In the parking lot, the van starts off conservatively. But once it hits the open road you might say it has a free-wheeling spirit, kind of like co-founder Tao Wang.
Mark :"Do you ever get nervous taking out this car?"
Tao: "Not really."
Mark: "First time you must have been nervous."
Tao: "A little bit. But It's very fun after you program the vehicle yourself and see it working."
Wang - from Wuxi, China - founded Drive.ai with fellow students from a Deep Learning research group at Stanford University.
TAO WANG, CO-FOUNDER DRIVE.AI "In a lot of cases machines are more reliable than humans because humans get distracted, get tired when they are driving and that's when most of the accidents happen. But there are very hard challenges building an AI system that can drive very reliably."
Drive.ai is building a complete solution - both software and hardware - that can turn almost any vehicle into a self-driving car. They're focusing on business fleets that can have pre-programmed route-though the cars still have to be able to adapt to whatever comes its way. In 2017, Drive.ai's vehicles traveled more than 10,500 kilometers in autonomous mode and had to disengage 151 times to allow a human driver to take over.
Tao Wang: "Oncoming traffic still has a little problem dealing with that. Still working on that."
TAO WANG, CO-FOUNDER DRIVE.AI "Actually every single disengage is like a golden learning experience for us."
Mark: "What's the leading cause for disengaging from self-driving mode?"
Tao Wang, Co-founder, Drive.ai: "I think one of the major contributors are behaviors of other agents on the road, like pedestrians behaving in a weird way or cars cutting us off really aggressively."
All the data collected - and the camera views from every angle, of each journey - can be dissected later. Visualization projects leader Pat Marion shows us how he can program adjustments and replay simulations to see if it works going forward.
Pat: "The blue path is our navigation route where we wanna go. But in case there's a parked car so what we're gonna wanna do is deviate a little from the normal path here and put a little more room for the parked car."
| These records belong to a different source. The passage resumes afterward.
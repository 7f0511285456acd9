//! Shape checked linear algebra.
//!
//! nalgebra panics when the operands of a dynamic product do not conform. Every product the
//! estimator forms goes through these functions instead, so a mismatch is reported as a
//! [`ShapeError`] naming the operand.

use nalgebra::{DMatrix, DVector, Dim, Matrix, RealField, Scalar};
use nalgebra::storage::Storage;

use crate::error::{Shape, ShapeError};

/// Checks `m` has exactly the `expected` shape.
pub fn ensure_shape<N: Scalar, R: Dim, C: Dim, S: Storage<N, R, C>>(
    operand: &'static str,
    m: &Matrix<N, R, C, S>,
    expected: Shape,
) -> Result<(), ShapeError> {
    let actual = Shape::of(m);
    if actual == expected {
        Ok(())
    } else {
        Err(ShapeError::new(operand, expected, actual))
    }
}

/// Checks `m` is square with dimension `d`.
pub fn ensure_square<N: Scalar, R: Dim, C: Dim, S: Storage<N, R, C>>(
    operand: &'static str,
    m: &Matrix<N, R, C, S>,
    d: usize,
) -> Result<(), ShapeError> {
    ensure_shape(operand, m, Shape::square(d))
}

/// Matrix product `lhs * rhs`, checked to conform and to produce the `expected` shape.
///
/// A non-conforming `rhs` is reported against the shape `lhs` requires of it.
pub fn mul<N: RealField>(
    operand: &'static str,
    lhs: &DMatrix<N>,
    rhs: &DMatrix<N>,
    expected: Shape,
) -> Result<DMatrix<N>, ShapeError> {
    if lhs.ncols() != rhs.nrows() {
        return Err(ShapeError::new(
            operand,
            Shape::new(lhs.ncols(), rhs.ncols()),
            Shape::of(rhs),
        ));
    }
    let product = lhs * rhs;
    ensure_shape(operand, &product, expected)?;
    Ok(product)
}

/// Matrix vector product `lhs * v`, checked to conform and to produce a vector of `expected_rows`.
pub fn mul_vec<N: RealField>(
    operand: &'static str,
    lhs: &DMatrix<N>,
    v: &DVector<N>,
    expected_rows: usize,
) -> Result<DVector<N>, ShapeError> {
    if lhs.ncols() != v.nrows() {
        return Err(ShapeError::new(operand, Shape::column(lhs.ncols()), Shape::of(v)));
    }
    let product = lhs * v;
    ensure_shape(operand, &product, Shape::column(expected_rows))?;
    Ok(product)
}

/// Matrix sum `lhs + rhs` of two operands of the same `expected` shape.
pub fn add<N: RealField>(
    operand: &'static str,
    lhs: DMatrix<N>,
    rhs: &DMatrix<N>,
    expected: Shape,
) -> Result<DMatrix<N>, ShapeError> {
    ensure_shape(operand, &lhs, expected)?;
    ensure_shape(operand, rhs, expected)?;
    Ok(lhs + rhs)
}

/// Matrix difference `lhs - rhs` of two operands of the same `expected` shape.
pub fn sub<N: RealField>(
    operand: &'static str,
    lhs: DMatrix<N>,
    rhs: &DMatrix<N>,
    expected: Shape,
) -> Result<DMatrix<N>, ShapeError> {
    ensure_shape(operand, &lhs, expected)?;
    ensure_shape(operand, rhs, expected)?;
    Ok(lhs - rhs)
}

/// Vector sum or difference of two vectors with `rows` elements.
pub fn add_vec<N: RealField>(
    operand: &'static str,
    lhs: DVector<N>,
    rhs: &DVector<N>,
    rows: usize,
) -> Result<DVector<N>, ShapeError> {
    ensure_shape(operand, &lhs, Shape::column(rows))?;
    ensure_shape(operand, rhs, Shape::column(rows))?;
    Ok(lhs + rhs)
}

pub fn sub_vec<N: RealField>(
    operand: &'static str,
    lhs: &DVector<N>,
    rhs: DVector<N>,
    rows: usize,
) -> Result<DVector<N>, ShapeError> {
    ensure_shape(operand, lhs, Shape::column(rows))?;
    ensure_shape(operand, &rhs, Shape::column(rows))?;
    Ok(lhs - rhs)
}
Wang says one of the ongoing challenges for any self-driving vehicle is knowing, like humans, when it's okay to break a rule, for example, in emergency situations. And while acknowledging that the technology will cut the number of professional driving jobs, Wang believes increased safety and less traffic will help create a more productive economy. Mark Niu, CGTN, Mountain View, California.